(Your goal)
Within the data below, count every line that includes "position" and report the total alone.

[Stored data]
□ □ □ □

use crate::domain::ports::{CoordinatorId, MasternodeDirectory, MessageSigner, MessageVerifier};
use crate::domain::tx::Transaction;
use crate::foundation::util::time::elapsed_exceeds;
use crate::foundation::{MixError, Result, TxId};
use serde::{Deserialize, Serialize};
use std::collections::HashMap;

const BROADCAST_DOMAIN: &[u8] = b"mixpool/dstx/v1";

/// A finished mixing transaction vouched for by the coordinator that built it.
#[derive(Clone, Debug, PartialEq, Eq, Serialize, Deserialize)]
pub struct BroadcastRecord {
    pub transaction: Transaction,
    pub coordinator: CoordinatorId,
    pub signature: Vec<u8>,
    pub signed_at: u64,
}

impl BroadcastRecord {
    pub fn new(transaction: Transaction, coordinator: CoordinatorId, now: u64) -> Self {
        Self { transaction, coordinator, signature: Vec::new(), signed_at: now }
    }

    pub fn txid(&self) -> Result<TxId> {
        self.transaction.txid()
    }

    fn signing_payload(&self) -> Result<Vec<u8>> {
        let txid = self.txid()?;
        let mut payload = Vec::with_capacity(BROADCAST_DOMAIN.len() + 40);
        payload.extend_from_slice(BROADCAST_DOMAIN);
        payload.extend_from_slice(txid.as_hash());
        payload.extend_from_slice(&self.signed_at.to_le_bytes());
        Ok(payload)
    }

    pub fn sign(&mut self, signer: &dyn MessageSigner, verifier: &dyn MessageVerifier) -> Result<()> {
        let payload = self.signing_payload()?;
        let signature = signer.sign(&payload)?;
        if !verifier.verify(&payload, &signature, &signer.public_key()) {
            return Err(MixError::SignatureVerificationFailed(format!("broadcast record coordinator={}", self.coordinator)));
        }
        self.signature = signature;
        Ok(())
    }

    pub fn check_signature(&self, directory: &dyn MasternodeDirectory, verifier: &dyn MessageVerifier) -> bool {
        let Some(info) = directory.resolve(&self.coordinator) else {
            return false;
        };
        match self.signing_payload() {
            Ok(payload) => verifier.verify(&payload, &self.signature, &info.public_key),
            Err(_) => false,
        }
    }

    pub fn is_expired(&self, now: u64, ttl_secs: u64) -> bool {
        elapsed_exceeds(now, self.signed_at, ttl_secs)
    }
}

/// Seen mixing transactions keyed by txid, used to relay each one once.
#[derive(Debug, Default)]
pub struct BroadcastCache {
    records: HashMap<TxId, BroadcastRecord>,
}

impl BroadcastCache {
    pub fn new() -> Self {
        Self::default()
    }

    /// Returns false if a record for the same transaction is already cached.
    pub fn insert(&mut self, record: BroadcastRecord) -> Result<bool> {
        let txid = record.txid()?;
        if self.records.contains_key(&txid) {
            return Ok(false);
        }
        self.records.insert(txid, record);
        Ok(true)
    }

    pub fn contains(&self, txid: &TxId) -> bool {
        self.records.contains_key(txid)
    }

    pub fn get(&self, txid: &TxId) -> Option<&BroadcastRecord> {
        self.records.get(txid)
    }

    pub fn prune(&mut self, now: u64, ttl_secs: u64) -> usize {
        let before = self.records.len();
        self.records.retain(|_, record| !record.is_expired(now, ttl_secs));
        before - self.records.len()
    }

    pub fn len(&self) -> usize {
        self.records.len()
    }

    pub fn is_empty(&self) -> bool {
        self.records.is_empty()
    }
}
//! Standard output values accepted by mixing sessions.
//!
//! Every tier is ten times the next one plus a small fixed remainder, so one tier
//! converts into ten of the next: `1 COIN + 1000 == (0.1 COIN + 100) * 10`.
//!
//! A set of outputs is summarised as a bitmask where bit `n` is set when tier `n`
//! (largest first) is present. Two participants are compatible when their masks
//! share at least one bit.

use crate::domain::tx::TxOut;
use crate::foundation::{Amount, MixError, COIN};
use rand::seq::SliceRandom;
use rand::Rng;

pub type DenominationMask = u32;

/// Catalog tiers, bit 0 first.
pub const STANDARD_DENOMINATIONS: [Amount; 4] = [100 * COIN + 100_000, 10 * COIN + 10_000, COIN + 1_000, COIN / 10 + 100];

const TIER_LABELS: [&str; 4] = ["100", "10", "1", "0.1"];

/// Upper bound on outputs of one tier produced when splitting an amount.
const MAX_OUTPUTS_PER_TIER: usize = 11;

#[derive(Clone, Debug, PartialEq, Eq)]
pub struct DenominationCatalog {
    tiers: Vec<Amount>,
}

impl Default for DenominationCatalog {
    fn default() -> Self {
        Self::standard()
    }
}

impl DenominationCatalog {
    pub fn standard() -> Self {
        Self { tiers: STANDARD_DENOMINATIONS.to_vec() }
    }

    pub fn tiers(&self) -> &[Amount] {
        &self.tiers
    }

    pub fn smallest(&self) -> Amount {
        self.tiers.last().copied().unwrap_or(0)
    }

    /// Encode the tiers present in `outputs`. Returns 0 if any output is not a denomination.
    pub fn encode(&self, outputs: &[TxOut]) -> DenominationMask {
        self.encode_values(outputs.iter().map(|out| out.value))
    }

    pub fn encode_values(&self, values: impl IntoIterator<Item = Amount>) -> DenominationMask {
        let mut used = vec![false; self.tiers.len()];
        for value in values {
            match self.tiers.iter().position(|tier| *tier == value) {
                Some(idx) => used[idx] = true,
                None => return 0,
            }
        }
        used.iter().enumerate().filter(|(_, used)| **used).fold(0, |mask, (idx, _)| mask | (1 << idx))
    }

    /// Like [`encode`](Self::encode) but reveals only one randomly chosen tier of those present.
    pub fn encode_single_random<R: Rng + ?Sized>(&self, outputs: &[TxOut], rng: &mut R) -> DenominationMask {
        let full = self.encode(outputs);
        let present: Vec<u32> = (0..self.tiers.len() as u32).filter(|bit| full & (1 << bit) != 0).collect();
        present.choose(rng).map(|bit| 1 << bit).unwrap_or(0)
    }

    pub fn decode(&self, mask: DenominationMask) -> String {
        (0..self.tiers.len())
            .filter(|idx| mask & (1 << idx) != 0)
            .map(|idx| TIER_LABELS.get(idx).map(|s| s.to_string()).unwrap_or_else(|| format_amount(self.tiers[idx])))
            .collect::<Vec<_>>()
            .join("+")
    }

    pub fn amount_to_denomination(&self, amount: Amount) -> Result<usize, MixError> {
        self.tiers.iter().position(|tier| *tier == amount).ok_or(MixError::UnknownDenomination { amount })
    }

    pub fn encode_amount(&self, tier: usize) -> Option<Amount> {
        self.tiers.get(tier).copied()
    }

    /// Greedy split of `amount` into tiers, smallest tier first, at most
    /// `MAX_OUTPUTS_PER_TIER` outputs per tier. `target` restricts the tiers used (0 = all).
    pub fn split_amount(&self, amount: Amount, target: DenominationMask) -> Vec<Amount> {
        let mut left = amount;
        let mut parts = Vec::new();
        for (idx, tier) in self.tiers.iter().enumerate().rev() {
            if target != 0 && target & (1 << idx) == 0 {
                continue;
            }
            let mut count = 0;
            while left >= *tier && count < MAX_OUTPUTS_PER_TIER {
                parts.push(*tier);
                left -= tier;
                count += 1;
            }
        }
        parts
    }

    pub fn denominations_by_amount(&self, amount: Amount, target: DenominationMask) -> DenominationMask {
        self.encode_values(self.split_amount(amount, target))
    }

    pub fn denominations_by_amounts(&self, amounts: &[Amount]) -> DenominationMask {
        self.encode_values(amounts.iter().copied())
    }
}

pub fn is_compatible(a: DenominationMask, b: DenominationMask) -> bool {
    a & b != 0
}

fn format_amount(amount: Amount) -> String {
    format!("{}.{:08}", amount / COIN, amount % COIN)
}
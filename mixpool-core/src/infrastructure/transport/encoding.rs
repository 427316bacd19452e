use crate::foundation::{MixError, Result};
use crate::infrastructure::transport::messages::MessageEnvelope;
use bincode::Options;

const WIRE_PROTOCOL_VERSION_V1: u16 = 1;

/// Upper bound on a decoded envelope.
pub const MAX_ENVELOPE_BYTES: u64 = 4 * 1024 * 1024;

fn wire_options() -> impl Options {
    bincode::DefaultOptions::new().with_fixint_encoding().with_limit(MAX_ENVELOPE_BYTES)
}

pub fn encode_envelope(envelope: &MessageEnvelope) -> Result<Vec<u8>> {
    let mut out = Vec::new();
    out.extend_from_slice(&WIRE_PROTOCOL_VERSION_V1.to_le_bytes());
    let bytes = wire_options().serialize(envelope).map_err(|err| crate::serde_err!("bincode", err))?;
    out.extend_from_slice(&bytes);
    Ok(out)
}

pub fn decode_envelope(bytes: &[u8]) -> Result<MessageEnvelope> {
    if bytes.len() < 2 {
        return Err(MixError::transport("decode_envelope", "message too short"));
    }
    let version = u16::from_le_bytes([bytes[0], bytes[1]]);
    if version != WIRE_PROTOCOL_VERSION_V1 {
        return Err(MixError::transport(
            "decode_envelope",
            format!("wire protocol version mismatch: expected {WIRE_PROTOCOL_VERSION_V1}, got {version}"),
        ));
    }
    wire_options().deserialize(&bytes[2..]).map_err(|err| crate::serde_err!("bincode", err))
}
use serde::{Deserialize, Serialize};
use std::fmt;

/// Outcome identifiers surfaced to peers and UIs. Ids are stable on the wire.
#[derive(Clone, Copy, Debug, Default, PartialEq, Eq, Hash, Serialize, Deserialize)]
#[serde(rename_all = "kebab-case")]
#[repr(u8)]
pub enum PoolMessage {
    #[serde(rename = "already-have-entry")]
    AlreadyHave = 0,
    #[serde(rename = "denomination-mismatch")]
    Denom = 1,
    EntriesFull = 2,
    #[serde(rename = "existing-transaction-incompatible")]
    ExistingTx = 3,
    #[serde(rename = "fee-insufficient")]
    Fees = 4,
    #[serde(rename = "collateral-invalid")]
    InvalidCollateral = 5,
    #[serde(rename = "input-invalid")]
    InvalidInput = 6,
    #[serde(rename = "script-invalid")]
    InvalidScript = 7,
    #[serde(rename = "transaction-invalid")]
    InvalidTx = 8,
    #[serde(rename = "pool-maximum-reached")]
    Maximum = 9,
    #[serde(rename = "no-known-coordinators")]
    MnList = 10,
    #[serde(rename = "wrong-mode")]
    Mode = 11,
    #[serde(rename = "nonstandard-output-script")]
    NonStandardPubkey = 12,
    #[serde(rename = "not-a-coordinator")]
    NotAMn = 13,
    QueueFull = 14,
    #[serde(rename = "too-recent")]
    Recent = 15,
    #[serde(rename = "no-active-session")]
    Session = 16,
    #[serde(rename = "missing-transaction")]
    MissingTx = 17,
    #[serde(rename = "protocol-version-mismatch")]
    Version = 18,
    #[default]
    NoError = 19,
    Success = 20,
    EntriesAdded = 21,
    SessionTimeout = 22,
    SigningTimeout = 23,
}

const ALL: [PoolMessage; 24] = [
    PoolMessage::AlreadyHave,
    PoolMessage::Denom,
    PoolMessage::EntriesFull,
    PoolMessage::ExistingTx,
    PoolMessage::Fees,
    PoolMessage::InvalidCollateral,
    PoolMessage::InvalidInput,
    PoolMessage::InvalidScript,
    PoolMessage::InvalidTx,
    PoolMessage::Maximum,
    PoolMessage::MnList,
    PoolMessage::Mode,
    PoolMessage::NonStandardPubkey,
    PoolMessage::NotAMn,
    PoolMessage::QueueFull,
    PoolMessage::Recent,
    PoolMessage::Session,
    PoolMessage::MissingTx,
    PoolMessage::Version,
    PoolMessage::NoError,
    PoolMessage::Success,
    PoolMessage::EntriesAdded,
    PoolMessage::SessionTimeout,
    PoolMessage::SigningTimeout,
];

impl PoolMessage {
    pub fn id(self) -> u8 {
        self as u8
    }

    pub fn from_id(id: u8) -> Option<Self> {
        ALL.get(usize::from(id)).copied()
    }

    pub fn is_error(self) -> bool {
        !matches!(self, PoolMessage::NoError | PoolMessage::Success | PoolMessage::EntriesAdded)
    }

    pub fn name(self) -> &'static str {
        match self {
            PoolMessage::AlreadyHave => "already-have-entry",
            PoolMessage::Denom => "denomination-mismatch",
            PoolMessage::EntriesFull => "entries-full",
            PoolMessage::ExistingTx => "existing-transaction-incompatible",
            PoolMessage::Fees => "fee-insufficient",
            PoolMessage::InvalidCollateral => "collateral-invalid",
            PoolMessage::InvalidInput => "input-invalid",
            PoolMessage::InvalidScript => "script-invalid",
            PoolMessage::InvalidTx => "transaction-invalid",
            PoolMessage::Maximum => "pool-maximum-reached",
            PoolMessage::MnList => "no-known-coordinators",
            PoolMessage::Mode => "wrong-mode",
            PoolMessage::NonStandardPubkey => "nonstandard-output-script",
            PoolMessage::NotAMn => "not-a-coordinator",
            PoolMessage::QueueFull => "queue-full",
            PoolMessage::Recent => "too-recent",
            PoolMessage::Session => "no-active-session",
            PoolMessage::MissingTx => "missing-transaction",
            PoolMessage::Version => "protocol-version-mismatch",
            PoolMessage::NoError => "no-error",
            PoolMessage::Success => "success",
            PoolMessage::EntriesAdded => "entries-added",
            PoolMessage::SessionTimeout => "session-timeout",
            PoolMessage::SigningTimeout => "signing-timeout",
        }
    }

    pub fn description(self) -> &'static str {
        match self {
            PoolMessage::AlreadyHave => "Already have that input.",
            PoolMessage::Denom => "No matching denominations found for mixing.",
            PoolMessage::EntriesFull => "Entries are full.",
            PoolMessage::ExistingTx => "Not compatible with existing transactions.",
            PoolMessage::Fees => "Transaction fees are too high.",
            PoolMessage::InvalidCollateral => "Collateral not valid.",
            PoolMessage::InvalidInput => "Input is not valid.",
            PoolMessage::InvalidScript => "Invalid script detected.",
            PoolMessage::InvalidTx => "Transaction not valid.",
            PoolMessage::Maximum => "Value more than pool maximum allows.",
            PoolMessage::MnList => "Not in the coordinator list.",
            PoolMessage::Mode => "Incompatible mode.",
            PoolMessage::NonStandardPubkey => "Non-standard public key detected.",
            PoolMessage::NotAMn => "This is not a coordinator.",
            PoolMessage::QueueFull => "Coordinator queue is full.",
            PoolMessage::Recent => "Last queue was created too recently.",
            PoolMessage::Session => "Session not complete.",
            PoolMessage::MissingTx => "Missing input transaction information.",
            PoolMessage::Version => "Incompatible version.",
            PoolMessage::NoError => "No errors detected.",
            PoolMessage::Success => "Transaction created successfully.",
            PoolMessage::EntriesAdded => "Your entries added successfully.",
            PoolMessage::SessionTimeout => "Session timed out.",
            PoolMessage::SigningTimeout => "Signing timed out.",
        }
    }
}

impl fmt::Display for PoolMessage {
    fn fmt(&self, f: &mut fmt::Formatter<'_>) -> fmt::Result {
        f.write_str(self.name())
    }
}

□ □ □ □

(Solution for this exercise)
2